Task to carry out. All of the data that follows needs to be printed again, exactly as it reads.

Start of The records

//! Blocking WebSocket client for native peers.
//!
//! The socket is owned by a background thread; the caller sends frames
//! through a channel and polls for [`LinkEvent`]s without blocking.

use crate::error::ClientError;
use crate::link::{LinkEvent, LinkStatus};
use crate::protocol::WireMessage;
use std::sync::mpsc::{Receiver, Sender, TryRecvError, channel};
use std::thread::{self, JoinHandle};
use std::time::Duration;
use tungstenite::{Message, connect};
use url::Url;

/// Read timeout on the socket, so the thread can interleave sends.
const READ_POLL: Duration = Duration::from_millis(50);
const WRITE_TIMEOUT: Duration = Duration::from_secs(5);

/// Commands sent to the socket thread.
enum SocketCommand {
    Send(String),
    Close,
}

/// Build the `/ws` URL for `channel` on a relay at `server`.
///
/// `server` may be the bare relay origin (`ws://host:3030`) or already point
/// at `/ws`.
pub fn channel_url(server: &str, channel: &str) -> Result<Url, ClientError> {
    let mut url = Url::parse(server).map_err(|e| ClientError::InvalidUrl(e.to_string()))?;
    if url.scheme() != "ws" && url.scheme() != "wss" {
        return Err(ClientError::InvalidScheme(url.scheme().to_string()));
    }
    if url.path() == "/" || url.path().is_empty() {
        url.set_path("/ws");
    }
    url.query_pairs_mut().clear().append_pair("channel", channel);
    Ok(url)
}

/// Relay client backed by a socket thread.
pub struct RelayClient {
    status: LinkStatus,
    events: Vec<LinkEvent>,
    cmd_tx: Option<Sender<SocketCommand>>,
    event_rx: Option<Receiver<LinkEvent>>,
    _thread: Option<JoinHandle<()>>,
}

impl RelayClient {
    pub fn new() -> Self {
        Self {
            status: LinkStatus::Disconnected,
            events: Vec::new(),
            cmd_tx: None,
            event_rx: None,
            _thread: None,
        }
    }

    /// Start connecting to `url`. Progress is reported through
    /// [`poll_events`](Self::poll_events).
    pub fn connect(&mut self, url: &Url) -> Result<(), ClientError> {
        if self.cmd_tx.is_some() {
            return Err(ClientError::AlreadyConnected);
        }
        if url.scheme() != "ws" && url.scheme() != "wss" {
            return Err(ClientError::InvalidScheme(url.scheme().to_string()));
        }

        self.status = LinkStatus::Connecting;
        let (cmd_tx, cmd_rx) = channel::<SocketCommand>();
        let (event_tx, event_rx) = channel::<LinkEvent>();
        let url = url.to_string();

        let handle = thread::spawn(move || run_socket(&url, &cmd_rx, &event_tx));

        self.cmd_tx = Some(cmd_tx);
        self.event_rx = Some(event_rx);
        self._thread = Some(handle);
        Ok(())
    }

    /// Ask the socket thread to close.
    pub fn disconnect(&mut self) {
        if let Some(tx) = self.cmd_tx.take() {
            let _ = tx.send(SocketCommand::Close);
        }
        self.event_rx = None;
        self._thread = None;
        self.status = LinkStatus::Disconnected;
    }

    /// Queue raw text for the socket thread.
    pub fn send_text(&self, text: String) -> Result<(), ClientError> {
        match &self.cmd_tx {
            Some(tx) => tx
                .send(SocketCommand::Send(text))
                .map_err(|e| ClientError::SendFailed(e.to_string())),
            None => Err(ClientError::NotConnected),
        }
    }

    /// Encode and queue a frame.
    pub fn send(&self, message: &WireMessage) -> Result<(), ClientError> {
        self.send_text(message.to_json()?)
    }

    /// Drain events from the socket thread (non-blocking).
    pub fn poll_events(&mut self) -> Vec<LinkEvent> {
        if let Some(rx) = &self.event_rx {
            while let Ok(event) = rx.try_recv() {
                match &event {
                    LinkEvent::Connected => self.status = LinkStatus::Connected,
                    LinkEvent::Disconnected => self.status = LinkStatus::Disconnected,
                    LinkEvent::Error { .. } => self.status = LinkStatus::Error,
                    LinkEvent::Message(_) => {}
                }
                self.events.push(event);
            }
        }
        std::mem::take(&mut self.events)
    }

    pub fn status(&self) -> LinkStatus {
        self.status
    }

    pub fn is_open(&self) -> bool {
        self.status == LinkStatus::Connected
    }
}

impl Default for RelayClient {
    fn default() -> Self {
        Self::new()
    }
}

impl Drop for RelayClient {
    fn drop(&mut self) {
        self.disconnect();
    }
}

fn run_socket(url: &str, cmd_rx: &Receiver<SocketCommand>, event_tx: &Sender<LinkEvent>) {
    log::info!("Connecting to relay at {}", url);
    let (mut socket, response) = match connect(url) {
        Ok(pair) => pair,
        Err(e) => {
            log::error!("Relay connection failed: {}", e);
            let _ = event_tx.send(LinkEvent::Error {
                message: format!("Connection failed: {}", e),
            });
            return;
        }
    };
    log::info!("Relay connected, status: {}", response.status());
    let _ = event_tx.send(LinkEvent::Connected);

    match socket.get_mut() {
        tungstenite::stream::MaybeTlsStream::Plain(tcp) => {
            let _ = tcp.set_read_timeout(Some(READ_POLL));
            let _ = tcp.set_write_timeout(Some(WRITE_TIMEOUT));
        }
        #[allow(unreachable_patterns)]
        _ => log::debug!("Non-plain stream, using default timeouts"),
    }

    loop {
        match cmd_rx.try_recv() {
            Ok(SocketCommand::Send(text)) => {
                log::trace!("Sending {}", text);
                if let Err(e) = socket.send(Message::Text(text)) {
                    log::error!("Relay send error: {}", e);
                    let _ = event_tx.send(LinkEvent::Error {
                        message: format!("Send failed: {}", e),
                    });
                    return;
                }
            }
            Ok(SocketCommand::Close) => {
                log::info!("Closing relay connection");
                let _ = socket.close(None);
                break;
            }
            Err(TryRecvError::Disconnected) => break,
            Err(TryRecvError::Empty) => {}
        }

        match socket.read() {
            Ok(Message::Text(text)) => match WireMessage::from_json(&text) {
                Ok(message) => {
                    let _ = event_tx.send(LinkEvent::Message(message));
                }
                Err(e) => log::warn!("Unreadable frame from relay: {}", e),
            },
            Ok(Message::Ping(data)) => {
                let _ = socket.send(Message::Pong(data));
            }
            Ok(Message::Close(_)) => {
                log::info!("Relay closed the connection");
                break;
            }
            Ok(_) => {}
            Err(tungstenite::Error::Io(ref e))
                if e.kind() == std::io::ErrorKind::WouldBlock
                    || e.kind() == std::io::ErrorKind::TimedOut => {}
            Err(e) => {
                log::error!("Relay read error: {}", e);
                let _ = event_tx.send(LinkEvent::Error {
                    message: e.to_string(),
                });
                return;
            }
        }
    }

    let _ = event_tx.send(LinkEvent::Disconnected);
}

End of The records

Finished task.
//! Blocking WebSocket client for native peers.
//!
//! The socket is owned by a background thread; the caller sends frames
//! through a channel and polls for [`LinkEvent`]s without blocking.

use crate::error::ClientError;
use crate::link::{LinkEvent, LinkStatus};
use crate::protocol::WireMessage;
use std::sync::mpsc::{Receiver, Sender, TryRecvError, channel};
use std::thread::{self, JoinHandle};
use std::time::Duration;
use tungstenite::{Message, connect};
use url::Url;

/// Read timeout on the socket, so the thread can interleave sends.
const READ_POLL: Duration = Duration::from_millis(50);
const WRITE_TIMEOUT: Duration = Duration::from_secs(5);

/// Commands sent to the socket thread.
enum SocketCommand {
    Send(String),
    Close,
}

/// Build the `/ws` URL for `channel` on a relay at `server`.
///
/// `server` may be the bare relay origin (`ws://host:3030`) or already point
/// at `/ws`.
pub fn channel_url(server: &str, channel: &str) -> Result<Url, ClientError> {
    let mut url = Url::parse(server).map_err(|e| ClientError::InvalidUrl(e.to_string()))?;
    if url.scheme() != "ws" && url.scheme() != "wss" {
        return Err(ClientError::InvalidScheme(url.scheme().to_string()));
    }
    if url.path() == "/" || url.path().is_empty() {
        url.set_path("/ws");
    }
    url.query_pairs_mut().clear().append_pair("channel", channel);
    Ok(url)
}

/// Relay client backed by a socket thread.
pub struct RelayClient {
    status: LinkStatus,
    events: Vec<LinkEvent>,
    cmd_tx: Option<Sender<SocketCommand>>,
    event_rx: Option<Receiver<LinkEvent>>,
    _thread: Option<JoinHandle<()>>,
}

impl RelayClient {
    pub fn new() -> Self {
        Self {
            status: LinkStatus::Disconnected,
            events: Vec::new(),
            cmd_tx: None,
            event_rx: None,
            _thread: None,
        }
    }

    /// Start connecting to `url`. Progress is reported through
    /// [`poll_events`](Self::poll_events).
    pub fn connect(&mut self, url: &Url) -> Result<(), ClientError> {
        if self.cmd_tx.is_some() {
            return Err(ClientError::AlreadyConnected);
        }
        if url.scheme() != "ws" && url.scheme() != "wss" {
            return Err(ClientError::InvalidScheme(url.scheme().to_string()));
        }

        self.status = LinkStatus::Connecting;
        let (cmd_tx, cmd_rx) = channel::<SocketCommand>();
        let (event_tx, event_rx) = channel::<LinkEvent>();
        let url = url.to_string();

        let handle = thread::spawn(move || run_socket(&url, &cmd_rx, &event_tx));

        self.cmd_tx = Some(cmd_tx);
        self.event_rx = Some(event_rx);
        self._thread = Some(handle);
        Ok(())
    }

    /// Ask the socket thread to close.
    pub fn disconnect(&mut self) {
        if let Some(tx) = self.cmd_tx.take() {
            let _ = tx.send(SocketCommand::Close);
        }
        self.event_rx = None;
        self._thread = None;
        self.status = LinkStatus::Disconnected;
    }

    /// Queue raw text for the socket thread.
    pub fn send_text(&self, text: String) -> Result<(), ClientError> {
        match &self.cmd_tx {
            Some(tx) => tx
                .send(SocketCommand::Send(text))
                .map_err(|e| ClientError::SendFailed(e.to_string())),
            None => Err(ClientError::NotConnected),
        }
    }

    /// Encode and queue a frame.
    pub fn send(&self, message: &WireMessage) -> Result<(), ClientError> {
        self.send_text(message.to_json()?)
    }

    /// Drain events from the socket thread (non-blocking).
    pub fn poll_events(&mut self) -> Vec<LinkEvent> {
        if let Some(rx) = &self.event_rx {
            while let Ok(event) = rx.try_recv() {
                match &event {
                    LinkEvent::Connected => self.status = LinkStatus::Connected,
                    LinkEvent::Disconnected => self.status = LinkStatus::Disconnected,
                    LinkEvent::Error { .. } => self.status = LinkStatus::Error,
                    LinkEvent::Message(_) => {}
                }
                self.events.push(event);
            }
        }
        std::mem::take(&mut self.events)
    }

    pub fn status(&self) -> LinkStatus {
        self.status
    }

    pub fn is_open(&self) -> bool {
        self.status == LinkStatus::Connected
    }
}

impl Default for RelayClient {
    fn default() -> Self {
        Self::new()
    }
}

impl Drop for RelayClient {
    fn drop(&mut self) {
        self.disconnect();
    }
}

fn run_socket(url: &str, cmd_rx: &Receiver<SocketCommand>, event_tx: &Sender<LinkEvent>) {
    log::info!("Connecting to relay at {}", url);
    let (mut socket, response) = match connect(url) {
        Ok(pair) => pair,
        Err(e) => {
            log::error!("Relay connection failed: {}", e);
            let _ = event_tx.send(LinkEvent::Error {
                message: format!("Connection failed: {}", e),
            });
            return;
        }
    };
    log::info!("Relay connected, status: {}", response.status());
    let _ = event_tx.send(LinkEvent::Connected);

    match socket.get_mut() {
        tungstenite::stream::MaybeTlsStream::Plain(tcp) => {
            let _ = tcp.set_read_timeout(Some(READ_POLL));
            let _ = tcp.set_write_timeout(Some(WRITE_TIMEOUT));
        }
        #[allow(unreachable_patterns)]
        _ => log::debug!("Non-plain stream, using default timeouts"),
    }

    loop {
        match cmd_rx.try_recv() {
            Ok(SocketCommand::Send(text)) => {
                log::trace!("Sending {}", text);
                if let Err(e) = socket.send(Message::Text(text)) {
                    log::error!("Relay send error: {}", e);
                    let _ = event_tx.send(LinkEvent::Error {
                        message: format!("Send failed: {}", e),
                    });
                    return;
                }
            }
            Ok(SocketCommand::Close) => {
                log::info!("Closing relay connection");
                let _ = socket.close(None);
                break;
            }
            Err(TryRecvError::Disconnected) => break,
            Err(TryRecvError::Empty) => {}
        }

        match socket.read() {
            Ok(Message::Text(text)) => match WireMessage::from_json(&text) {
                Ok(message) => {
                    let _ = event_tx.send(LinkEvent::Message(message));
                }
                Err(e) => log::warn!("Unreadable frame from relay: {}", e),
            },
            Ok(Message::Ping(data)) => {
                let _ = socket.send(Message::Pong(data));
            }
            Ok(Message::Close(_)) => {
                log::info!("Relay closed the connection");
                break;
            }
            Ok(_) => {}
            Err(tungstenite::Error::Io(ref e))
                if e.kind() == std::io::ErrorKind::WouldBlock
                    || e.kind() == std::io::ErrorKind::TimedOut => {}
            Err(e) => {
                log::error!("Relay read error: {}", e);
                let _ = event_tx.send(LinkEvent::Error {
                    message: e.to_string(),
                });
                return;
            }
        }
    }

    let _ = event_tx.send(LinkEvent::Disconnected);
}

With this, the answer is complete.